What you should do: With the line that contains "collection address only." as the final line, return every line from the start of the data below exactly.

Excerpted data:
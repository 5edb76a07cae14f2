//! Store contract and SQLite implementation.
//!
//! # Responsibility
//! - Provide the addressed CRUD boundary over the `notes` table.
//! - Populate documented defaults on insert and stamp `modified_at` on
//!   update.
//! - Keep SQL details inside the persistence boundary.
//!
//! # Invariants
//! - Insert targets the collection address only.
//! - An item selector implicitly ANDs an `id` equality test onto the filter.
//! - Filter expressions are bound positionally; a placeholder/argument count
//!   mismatch surfaces from the query executor, not from pre-validation.

use crate::config::StoreDefaults;
use crate::db::migrations::latest_version;
use crate::model::note::{now_epoch_ms, Category, Note, NoteFields, NoteId};
use crate::store::changes::{ChangeHub, ChangeSubscription};
use crate::store::projection::{resolve_projection, ResolvedProjection};
use crate::store::selector::Selector;
use crate::store::{StoreError, StoreResult};
use rusqlite::types::Value;
use rusqlite::{params_from_iter, Connection};
use std::sync::Arc;

/// Predicate used when a filter is reinterpreted as a search keyword.
const SEARCH_PREDICATE: &str = "title LIKE ? OR body LIKE ?";

/// Query options for the `query` and `search` operations.
#[derive(Debug, Clone, Default, PartialEq, Eq)]
pub struct QueryRequest {
    /// Requested logical output columns; `None` means the six base columns.
    pub projection: Option<Vec<String>>,
    /// SQL predicate with `?` placeholders bound from `filter_args`.
    ///
    /// Overload: when `filter_args` is `None` and `filter` is set, the
    /// filter text is NOT a predicate; it is reinterpreted as a substring
    /// search keyword. Callers that want predicate semantics must pass
    /// `Some(vec![])` even for placeholder-free predicates.
    pub filter: Option<String>,
    /// Positional arguments for `filter` placeholders.
    pub filter_args: Option<Vec<String>>,
    /// ORDER BY clause; `None` falls back to the configured default.
    pub sort_order: Option<String>,
}

impl QueryRequest {
    /// Request selecting everything with default projection and order.
    pub fn all() -> Self {
        Self::default()
    }
}

/// One result row, carrying the resolved logical columns in request order.
#[derive(Debug, Clone, PartialEq)]
pub struct ProjectedNote {
    values: Vec<(&'static str, Value)>,
}

impl ProjectedNote {
    /// Raw value of one logical column, if it was projected.
    pub fn get(&self, column: &str) -> Option<&Value> {
        self.values
            .iter()
            .find(|(name, _)| *name == column)
            .map(|(_, value)| value)
    }

    /// Integer value of one projected column.
    pub fn integer(&self, column: &str) -> Option<i64> {
        match self.get(column) {
            Some(Value::Integer(value)) => Some(*value),
            _ => None,
        }
    }

    /// Text value of one projected column.
    pub fn text(&self, column: &str) -> Option<&str> {
        match self.get(column) {
            Some(Value::Text(value)) => Some(value.as_str()),
            _ => None,
        }
    }

    /// Decodes a full [`Note`]; requires the six base columns.
    ///
    /// Out-of-range category codes are reported as corrupt data rather than
    /// coerced.
    pub fn to_note(&self) -> StoreResult<Note> {
        let code = self.require_integer("category")?;
        let category = Category::from_code(code).ok_or_else(|| {
            StoreError::InvalidData(format!("category code {code} in notes.category"))
        })?;

        Ok(Note {
            id: self.require_integer("id")?,
            title: self.require_text("title")?.to_string(),
            body: self.require_text("body")?.to_string(),
            created_at: self.require_integer("created_at")?,
            modified_at: self.require_integer("modified_at")?,
            category,
        })
    }

    fn require_integer(&self, column: &str) -> StoreResult<i64> {
        self.integer(column).ok_or_else(|| {
            StoreError::InvalidData(format!("column `{column}` missing or not an integer"))
        })
    }

    fn require_text(&self, column: &str) -> StoreResult<&str> {
        self.text(column).ok_or_else(|| {
            StoreError::InvalidData(format!("column `{column}` missing or not text"))
        })
    }
}

/// Live query result: materialized rows plus a change subscription
/// registered at the queried address.
#[derive(Debug)]
pub struct QueryRows {
    pub rows: Vec<ProjectedNote>,
    pub changes: ChangeSubscription,
}

impl QueryRows {
    /// Decodes every row as a full [`Note`]; requires base-column projection.
    pub fn to_notes(&self) -> StoreResult<Vec<Note>> {
        self.rows.iter().map(ProjectedNote::to_note).collect()
    }
}

/// The note persistence and query boundary.
pub trait NoteStore {
    /// Queries notes at `selector`, applying projection, filter and sort.
    fn query(&self, selector: &Selector, request: &QueryRequest) -> StoreResult<QueryRows>;

    /// Substring search over `title` and `body` at `selector`.
    ///
    /// `request.filter` and `request.filter_args` are ignored by contract;
    /// projection and sort order are honored.
    fn search(
        &self,
        selector: &Selector,
        keyword: &str,
        request: &QueryRequest,
    ) -> StoreResult<QueryRows>;

    /// Creates one note and returns its store-assigned id.
    fn insert(&self, selector: &Selector, fields: NoteFields) -> StoreResult<NoteId>;

    /// Partially updates matching notes; returns the affected row count.
    fn update(
        &self,
        selector: &Selector,
        fields: NoteFields,
        filter: Option<&str>,
        filter_args: &[String],
    ) -> StoreResult<usize>;

    /// Hard-deletes matching notes; returns the affected row count.
    fn delete(
        &self,
        selector: &Selector,
        filter: Option<&str>,
        filter_args: &[String],
    ) -> StoreResult<usize>;
}

/// SQLite-backed note store.
pub struct SqliteNoteStore<'conn> {
    conn: &'conn Connection,
    defaults: StoreDefaults,
    hub: Arc<ChangeHub>,
}

impl<'conn> SqliteNoteStore<'conn> {
    /// Constructs a store from a migrated/ready connection.
    pub fn try_new(conn: &'conn Connection, defaults: StoreDefaults) -> StoreResult<Self> {
        ensure_connection_ready(conn)?;
        Ok(Self {
            conn,
            defaults,
            hub: Arc::new(ChangeHub::new()),
        })
    }

    /// The change-notification sink callers subscribe to.
    pub fn changes(&self) -> Arc<ChangeHub> {
        Arc::clone(&self.hub)
    }

    /// The active default-value set.
    pub fn defaults(&self) -> &StoreDefaults {
        &self.defaults
    }

    fn fetch(
        &self,
        projection: &ResolvedProjection,
        where_sql: &str,
        binds: Vec<Value>,
        sort_order: &str,
    ) -> StoreResult<Vec<ProjectedNote>> {
        let sql = format!(
            "SELECT {} FROM notes{} ORDER BY {};",
            projection.select_list, where_sql, sort_order
        );

        let mut stmt = self.conn.prepare(&sql)?;
        let mut rows = stmt.query(params_from_iter(binds))?;
        let mut projected = Vec::new();
        while let Some(row) = rows.next()? {
            let mut values = Vec::with_capacity(projection.logical.len());
            for (index, name) in projection.logical.iter().enumerate() {
                values.push((*name, row.get::<_, Value>(index)?));
            }
            projected.push(ProjectedNote { values });
        }

        Ok(projected)
    }

    fn sort_order<'a>(&'a self, request: &'a QueryRequest) -> &'a str {
        request
            .sort_order
            .as_deref()
            .unwrap_or(&self.defaults.sort_order)
    }
}

impl NoteStore for SqliteNoteStore<'_> {
    fn query(&self, selector: &Selector, request: &QueryRequest) -> StoreResult<QueryRows> {
        if request.filter_args.is_none() {
            if let Some(keyword) = request.filter.as_deref() {
                // Filter text without an argument list is a search keyword,
                // not a predicate.
                return self.search(selector, keyword, request);
            }
        }

        let projection = resolve_projection(request.projection.as_deref())?;
        let args: &[String] = request.filter_args.as_deref().unwrap_or(&[]);
        let (where_sql, binds) = build_where(selector, request.filter.as_deref(), args);
        let rows = self.fetch(&projection, &where_sql, binds, self.sort_order(request))?;

        Ok(QueryRows {
            rows,
            changes: self.hub.subscribe(*selector),
        })
    }

    fn search(
        &self,
        selector: &Selector,
        keyword: &str,
        request: &QueryRequest,
    ) -> StoreResult<QueryRows> {
        let projection = resolve_projection(request.projection.as_deref())?;
        let pattern = format!("%{keyword}%");
        let args = [pattern.clone(), pattern];
        let (where_sql, binds) = build_where(selector, Some(SEARCH_PREDICATE), &args);
        let rows = self.fetch(&projection, &where_sql, binds, self.sort_order(request))?;

        Ok(QueryRows {
            rows,
            changes: self.hub.subscribe(*selector),
        })
    }

    fn insert(&self, selector: &Selector, fields: NoteFields) -> StoreResult<NoteId> {
        if *selector != Selector::Collection {
            return Err(StoreError::InvalidAddress(format!(
                "insert requires the collection address, got `{selector}`"
            )));
        }

        // One shared instant so an untouched note satisfies
        // created_at == modified_at.
        let now = now_epoch_ms();
        let created_at = fields.created_at.unwrap_or(now);
        let modified_at = fields.modified_at.unwrap_or(now);
        let title = fields
            .title
            .unwrap_or_else(|| self.defaults.title_placeholder.clone());
        let body = fields
            .body
            .unwrap_or_else(|| self.defaults.body_placeholder.clone());
        let category = fields.category.unwrap_or_default();

        self.conn
            .execute(
                "INSERT INTO notes (title, body, created_at, modified_at, category)
                 VALUES (?1, ?2, ?3, ?4, ?5);",
                rusqlite::params![title, body, created_at, modified_at, category.code()],
            )
            .map_err(StoreError::write)?;

        let id = self.conn.last_insert_rowid();
        self.hub.notify(Selector::Collection);
        Ok(id)
    }

    fn update(
        &self,
        selector: &Selector,
        fields: NoteFields,
        filter: Option<&str>,
        filter_args: &[String],
    ) -> StoreResult<usize> {
        let mut assignments: Vec<&str> = Vec::new();
        let mut binds: Vec<Value> = Vec::new();

        if let Some(title) = fields.title {
            assignments.push("title = ?");
            binds.push(Value::Text(title));
        }
        if let Some(body) = fields.body {
            assignments.push("body = ?");
            binds.push(Value::Text(body));
        }
        if let Some(category) = fields.category {
            assignments.push("category = ?");
            binds.push(Value::Integer(category.code()));
        }
        // created_at is immutable; a supplied value is not applied.
        assignments.push("modified_at = ?");
        binds.push(Value::Integer(fields.modified_at.unwrap_or_else(now_epoch_ms)));

        let (where_sql, where_binds) = build_where(selector, filter, filter_args);
        binds.extend(where_binds);

        let sql = format!("UPDATE notes SET {}{};", assignments.join(", "), where_sql);
        let count = self
            .conn
            .execute(&sql, params_from_iter(binds))
            .map_err(StoreError::write)?;

        self.hub.notify(*selector);
        Ok(count)
    }

    fn delete(
        &self,
        selector: &Selector,
        filter: Option<&str>,
        filter_args: &[String],
    ) -> StoreResult<usize> {
        let (where_sql, binds) = build_where(selector, filter, filter_args);
        let sql = format!("DELETE FROM notes{};", where_sql);
        let count = self
            .conn
            .execute(&sql, params_from_iter(binds))
            .map_err(StoreError::write)?;

        self.hub.notify(*selector);
        Ok(count)
    }
}

/// Builds the WHERE clause for `selector` plus an optional filter predicate.
///
/// An item selector contributes a bound `id = ?` test; the caller filter is
/// parenthesized and ANDed after it.
fn build_where(
    selector: &Selector,
    filter: Option<&str>,
    filter_args: &[String],
) -> (String, Vec<Value>) {
    let mut clauses: Vec<String> = Vec::new();
    let mut binds: Vec<Value> = Vec::new();

    if let Some(id) = selector.note_id() {
        clauses.push("id = ?".to_string());
        binds.push(Value::Integer(id));
    }
    if let Some(filter) = filter {
        clauses.push(format!("({filter})"));
        binds.extend(filter_args.iter().map(|arg| Value::Text(arg.clone())));
    }

    if clauses.is_empty() {
        (String::new(), binds)
    } else {
        (format!(" WHERE {}", clauses.join(" AND ")), binds)
    }
}

fn ensure_connection_ready(conn: &Connection) -> StoreResult<()> {
    let expected_version = latest_version();
    let actual_version = user_version(conn)?;
    if actual_version != expected_version {
        return Err(StoreError::UninitializedConnection {
            expected_version,
            actual_version,
        });
    }

    if !table_exists(conn, "notes")? {
        return Err(StoreError::MissingRequiredTable("notes"));
    }

    for column in crate::store::projection::BASE_COLUMNS {
        if !table_has_column(conn, "notes", column)? {
            return Err(StoreError::MissingRequiredColumn {
                table: "notes",
                column,
            });
        }
    }

    Ok(())
}

fn user_version(conn: &Connection) -> StoreResult<u32> {
    let version = conn.query_row("PRAGMA user_version;", [], |row| row.get::<_, u32>(0))?;
    Ok(version)
}

fn table_exists(conn: &Connection, table: &str) -> StoreResult<bool> {
    let exists: i64 = conn.query_row(
        "SELECT EXISTS(
            SELECT 1
            FROM sqlite_master
            WHERE type = 'table' AND name = ?1
        );",
        [table],
        |row| row.get(0),
    )?;
    Ok(exists == 1)
}

fn table_has_column(conn: &Connection, table: &str, column: &str) -> StoreResult<bool> {
    let mut stmt = conn.prepare(&format!("PRAGMA table_info({table});"))?;
    let mut rows = stmt.query([])?;
    while let Some(row) = rows.next()? {
        let current: String = row.get(1)?;
        if current == column {
            return Ok(true);
        }
    }
    Ok(false)
}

Result for this task:
repository 5edb76a07cae14f2
//! Store contract and SQLite implementation.
//!
//! # Responsibility
//! - Provide the addressed CRUD boundary over the `notes` table.
//! - Populate documented defaults on insert and stamp `modified_at` on
//!   update.
//! - Keep SQL details inside the persistence boundary.
//!
//! # Invariants
//! - Insert targets the collection address only.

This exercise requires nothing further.